Il faut voir s’ils ont raison. Le problème historique qui se posa en 410, à propos de la prise de Rome, mérite d’être repris et discuté. Je sais bien que la solution n’en est pas facile. Nous avons déjà grand’peine à bien connaître les événemens, surtout quand ils se sont passés si loin de nous et qu’ils nous ont été racontés par des témoins passionnés et partiaux ; comment espérer que nous pourrons en démêler les causes ? Il n’y a pas de science plus aventureuse que celle qu’on appelle la philosophie de l’histoire ; précisément parce qu’elle est fort incertaine, elle a le tort d’être d’une extrême complaisance et de fournir toujours les raisons qu’on veut trouver.
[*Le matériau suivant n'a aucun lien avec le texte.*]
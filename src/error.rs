//! Crate-wide error type.
//!
//! Every operation returns [`Result`]; the variants mirror the failure
//! kinds of the analysis pipeline, the gamification engine and the
//! reporting layer, plus the ambient I/O and configuration failures.

use thiserror::Error;

#[derive(Debug, Error)]
pub enum Error {
    /// Clone failed: unreachable remote, bad credentials or invalid reference.
    #[error("failed to fetch {url}: {reason}")]
    Fetch { url: String, reason: String },

    /// The clone contained no file with the configured source extension.
    #[error("no analyzable .{extension} files were found in the repository")]
    NoAnalyzableFiles { extension: String },

    /// A linter could not be spawned, crashed, or produced unreadable output.
    /// A non-zero exit status alone is not reported through this variant.
    #[error("{tool} could not be run: {reason}")]
    ToolInvocation { tool: String, reason: String },

    #[error("database error: {0}")]
    Persistence(#[from] rusqlite::Error),

    #[error("{entity} {id} not found")]
    NotFound { entity: &'static str, id: String },

    #[error("{0}")]
    Precondition(String),

    #[error("incorrect username or password")]
    Auth,

    #[error("password hashing failed: {0}")]
    PasswordHash(String),

    #[error("invalid configuration: {0}")]
    Config(String),

    #[error("failed to serialize output: {0}")]
    Serialize(#[from] serde_json::Error),

    #[error(transparent)]
    Io(#[from] std::io::Error),
}

pub type Result<T, E = Error> = std::result::Result<T, E>;

impl Error {
    pub fn not_found(entity: &'static str, id: impl ToString) -> Self {
        Error::NotFound {
            entity,
            id: id.to_string(),
        }
    }

    pub fn tool(tool: &str, reason: impl Into<String>) -> Self {
        Error::ToolInvocation {
            tool: tool.to_string(),
            reason: reason.into(),
        }
    }

    /// Process exit code for the CLI: user-caused failures get their own
    /// codes, everything unexpected collapses to 1.
    pub fn exit_code(&self) -> i32 {
        match self {
            Error::Precondition(_) => 2,
            Error::Auth => 3,
            Error::NotFound { .. } => 4,
            _ => 1,
        }
    }
}

impl From<toml::de::Error> for Error {
    fn from(err: toml::de::Error) -> Self {
        Error::Config(err.to_string())
    }
}
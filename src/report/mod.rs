//! Project report (`dq report` command).
//!
//! Aggregates every issue of a project, joined with the analysis that
//! found it, into score history and per-type and per-status counts, and
//! prints the result as a table, markdown or JSON.

/// Aggregation over the joined issue rows.
mod builder;
/// Data structures for the report.
pub(crate) mod data;
/// JSON serialization of the report.
mod json;
/// Markdown formatting of the report.
mod markdown;
/// Terminal table formatting of the report.
mod table;

pub use builder::generate_project_report;
pub use data::*;

use crate::db::Store;
use crate::error::Result;

/// Entry point: build the report and print it in the requested format.
pub fn run(store: &Store, project_id: i64, json: bool, markdown: bool) -> Result<()> {
    let report = generate_project_report(store.conn(), project_id)?;

    if json {
        json::print_json(&report)?;
    } else if markdown {
        markdown::print_markdown(&report);
    } else {
        table::print_report(&report);
    }

    Ok(())
}

#[cfg(test)]
#[path = "mod_test.rs"]
mod tests;
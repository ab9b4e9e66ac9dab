use super::{CategoryCount, ProjectReport};

/// Escape backslashes and pipe characters so markdown tables render
/// correctly. Backslashes must be escaped first to avoid double-escaping.
fn escape_md(s: &str) -> String {
    s.replace('\\', "\\\\").replace('|', "\\|")
}

fn print_counts(title: &str, label: &str, counts: &[CategoryCount]) {
    println!();
    println!("## {title}");
    println!();
    if counts.is_empty() {
        println!("No issues recorded.");
        return;
    }
    println!("| {label} | Count |");
    println!("|{}|------:|", "-".repeat(label.len() + 2));
    for c in counts {
        println!("| {} | {} |", escape_md(&c.category), c.value);
    }
}

pub fn print_markdown(report: &ProjectReport) {
    println!("# Technical Debt Report: {}", escape_md(&report.project_name));
    println!();
    println!("**Project id:** {}", report.project_id);
    println!();
    println!("| Metric | Value |");
    println!("|--------|------:|");
    println!("| Analyses | {} |", report.total_analyses);
    println!("| Open issues | {} |", report.total_open_issues);

    println!();
    println!("## Score Over Time");
    println!();
    if report.score_over_time.is_empty() {
        println!("No analyses with issues yet.");
    } else {
        println!("| Date | Score |");
        println!("|------|------:|");
        for point in &report.score_over_time {
            println!(
                "| {} | {:.1} |",
                point.date.format("%Y-%m-%d %H:%M:%S"),
                point.score
            );
        }
    }

    print_counts("Issues by Type", "Type", &report.issues_by_type);
    print_counts("Issues by Status", "Status", &report.issues_by_status);
}

#[cfg(test)]
#[path = "markdown_test.rs"]
mod tests;
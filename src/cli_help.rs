//! Long help text constants for CLI subcommands.
//!
//! Kept out of `cli.rs` so the argument definitions stay short.

/// Analysis pipeline: clone, lint, score, persist.
pub const ANALYZE: &str = "\
Clone a repository and record a quality analysis of its Python sources.

The repository is shallow-cloned into a temporary directory, every .py file
outside hidden directories and venv is linted with pylint (JSON output) and
flake8, and the findings are stored as open issues.

Score:
  score = max(0, 100 - 1.0 * pylint_findings - 0.5 * flake8_findings)

The penalties, source extension, skipped directories and linter programs
can be changed in debtquest.toml. Nothing is stored when any step fails.

Examples:
  dq analyze https://github.com/psf/requests
  dq analyze ../local/repo --json";

/// Project report: score history and issue breakdown.
pub const REPORT: &str = "\
Summarize the analysis history of a project.

Shows the score of every analysis that produced issues (oldest first), the
number of distinct analyses, the open issue count and issue counts per type
and per status. A project without issues reports zeros.

Examples:
  dq report 1
  dq report 1 --markdown > report.md
  dq report 1 --json";

/// Issue resolution and gamification rules.
pub const RESOLVE: &str = "\
Mark an open issue as resolved and collect points.

Points (first match wins):
  Pylint (line-too-long)  1
  any other Pylint issue  5
  Flake8                  3
  anything else           1

Badges:
  First Fix      resolve 1 issue
  Bug Squasher   resolve 10 issues
  Code Cleaner   resolve 5 Pylint issues

An issue can be resolved only once. Credentials come from --user and
--password or the DQ_USER and DQ_PASSWORD environment variables.

Examples:
  dq resolve 42 --user ada --password s3cret
  DQ_USER=ada DQ_PASSWORD=s3cret dq resolve 42";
Chacun en tire à sa volonté les conclusions les plus différentes, et les mêmes faits, suivant la façon dont on les présente, servent à soutenir des opinions entièrement opposées. Mais, s’il est difficile, dans les études de ce genre, de se satisfaire tout à fait, lorsqu’on les aborde sans parti pris, qu’on prend la résolution d’être sobre de conjectures, de s’abstenir de conclusions trop rapides, de se résigner à ignorer ce qu’il n’est pas possible de savoir, on peut espérer au moins approcher de la vérité.

  1. Il attribue à Constantin une loi qui déclarait libres tous les esclaves qui se faisaient chrétiens. Je n’ai pas besoin de dire qu’il n’y a pas trace d’une loi aussi insensée dans le code théodosien ni ailleurs.